キリストの福音上陸の地・鹿児島

司教の手紙③—神の国と聖体

投稿日:2019年3月30日 更新日:

皆さまお元気でしょうか。今回は「神の国と聖体」についてお話したいと思います。「聖体」は、信者の皆さんにとっては自明の信仰の真理でしょう。それを頂くためにミサに参加しているといっても過言ではありません。今回は、その真理について時間をさかのぼって検証してみましょう。

発端は、イエスの復活の日の出来事です。イエスがイスラエルを解放して下さると望みをかけていた2人の弟子がエマオという村へ向かって歩いていました。暗い顔をして歩いている2人に1人の旅人が寄り添います。「どうしてそんなに暗い顔をしているの?」と旅
人は2人に尋ねます。

2人はナザレのイエスのことを話します。「この方は、神と民全体の前で、行いにも言葉にも力のある預言者でした。それなのに、私たちの祭司長や議員たちは、死刑にするために引き渡して、十字架につけてしまったのです」(ルカ24・19~20)。話は続きます。「ところが、仲間の婦人たちがわたしたちを驚かせました。婦人たちは朝早く墓へ行きましたが、遺体を見つけずに戻って来ました。そして、天使たちが現れ『イエスは生きておられる』と告げたというのです。仲間の者が何人か墓へ行ってみたのですが、婦人たちが言った通りで、あの方は見当たりませんでした。」(ルカ24・22~24)

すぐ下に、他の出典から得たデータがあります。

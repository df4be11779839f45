//! Rendering options and configuration.

use chrono::{DateTime, Utc};
use std::fmt;
use std::str::FromStr;

use super::JsonFormat;

/// Default value of the `Creator` metadata element.
pub const DEFAULT_CREATOR: &str = "yolo2page";

/// Output markup.
#[derive(Debug, Clone, Copy, PartialEq, Eq, Default)]
pub enum OutputFormat {
    /// PAGE-XML document
    #[default]
    PageXml,
    /// JSON dump of the emitted tree
    Json,
}

impl OutputFormat {
    /// File extension for this format, without the dot.
    pub fn extension(&self) -> &'static str {
        match self {
            OutputFormat::PageXml => "xml",
            OutputFormat::Json => "json",
        }
    }
}

impl fmt::Display for OutputFormat {
    fn fmt(&self, f: &mut fmt::Formatter<'_>) -> fmt::Result {
        f.write_str(self.extension())
    }
}

impl FromStr for OutputFormat {
    type Err = String;

    fn from_str(s: &str) -> std::result::Result<Self, Self::Err> {
        match s.to_ascii_lowercase().as_str() {
            "xml" | "page" | "pagexml" | "page-xml" => Ok(OutputFormat::PageXml),
            "json" => Ok(OutputFormat::Json),
            other => Err(format!("unknown output format: {}", other)),
        }
    }
}

/// Options for serializing a page.
#[derive(Debug, Clone)]
pub struct RenderOptions {
    /// Markup to produce
    pub format: OutputFormat,

    /// Value of the `Creator` metadata element
    pub creator: String,

    /// Creation timestamp; the current time when `None`
    pub created: Option<DateTime<Utc>>,

    /// Spaces per indentation level in XML output (0 = single line)
    pub indent: usize,

    /// JSON layout
    pub json_format: JsonFormat,
}

impl RenderOptions {
    /// Create new render options with defaults.
    pub fn new() -> Self {
        Self::default()
    }

    /// Set the output format.
    pub fn with_format(mut self, format: OutputFormat) -> Self {
        self.format = format;
        self
    }

    /// Set the creator name.
    pub fn with_creator(mut self, creator: impl Into<String>) -> Self {
        self.creator = creator.into();
        self
    }

    /// Use a fixed creation timestamp.
    pub fn with_created(mut self, created: DateTime<Utc>) -> Self {
        self.created = Some(created);
        self
    }

    /// Set the XML indentation width.
    pub fn with_indent(mut self, indent: usize) -> Self {
        self.indent = indent;
        self
    }

    /// Set the JSON layout.
    pub fn with_json_format(mut self, format: JsonFormat) -> Self {
        self.json_format = format;
        self
    }

    /// Timestamp to write, resolving `None` to now.
    pub fn timestamp(&self) -> DateTime<Utc> {
        self.created.unwrap_or_else(Utc::now)
    }
}

impl Default for RenderOptions {
    fn default() -> Self {
        Self {
            format: OutputFormat::PageXml,
            creator: DEFAULT_CREATOR.to_string(),
            created: None,
            indent: 2,
            json_format: JsonFormat::Pretty,
        }
    }
}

その後、2人は目指す村に着きましたが、暗くなったので、この旅人も一緒に泊まるように誘います。そして、大事な場面に出くわします。「一緒に食事の席に着いた時、イエスはパンを取り、賛美の祈りを唱え、パンを裂いてお渡しになった。すると二人の目が開け、イエスだと分かったが、その姿は見えなくなった。」(ルカ24・30~31)

ところで、この旅人が実はイエスであったということは、福音記者のルカは、すでに述べています(ルカ24・15~16参照)。ポイントは2人の弟子が、この旅人が復活したイエスであることをどの時点で分かったか、ということです。それはイエスが「パンを取り、賛美の祈りを唱え、パンを裂いて渡した」時だったのです。これは最後の晩餐でのイエスのしぐさと言葉です。これで弟子たちは理解しました。復活したイエスはこのパン(聖体)の姿で私たちとともにおられることを。

では、この聖体と神の国との関係はどうでしょうか。イエスは言われた「これは多くの人々のために流されるわたしの血、契約の血である。はっきり言っておく。神の国で新たに飲むその日まで、ぶどうの実から作ったものを飲むことはもう決してあるまい」(マルコ14・23~25)と。つまり、聖体は「イエスの御体と御血」からなっており、御体は神の国に至るまでの人生の旅路の糧であり、御血は神の国の完成まで私たちの罪の許しのために流される生け贄の血である、と教会は理解しています。ですから、私たちは、ミサの中で、聖変化の後に高らかに宣言します。「信仰の神秘、主の死を思い、復活をたたえよう、主が来られるまで」と。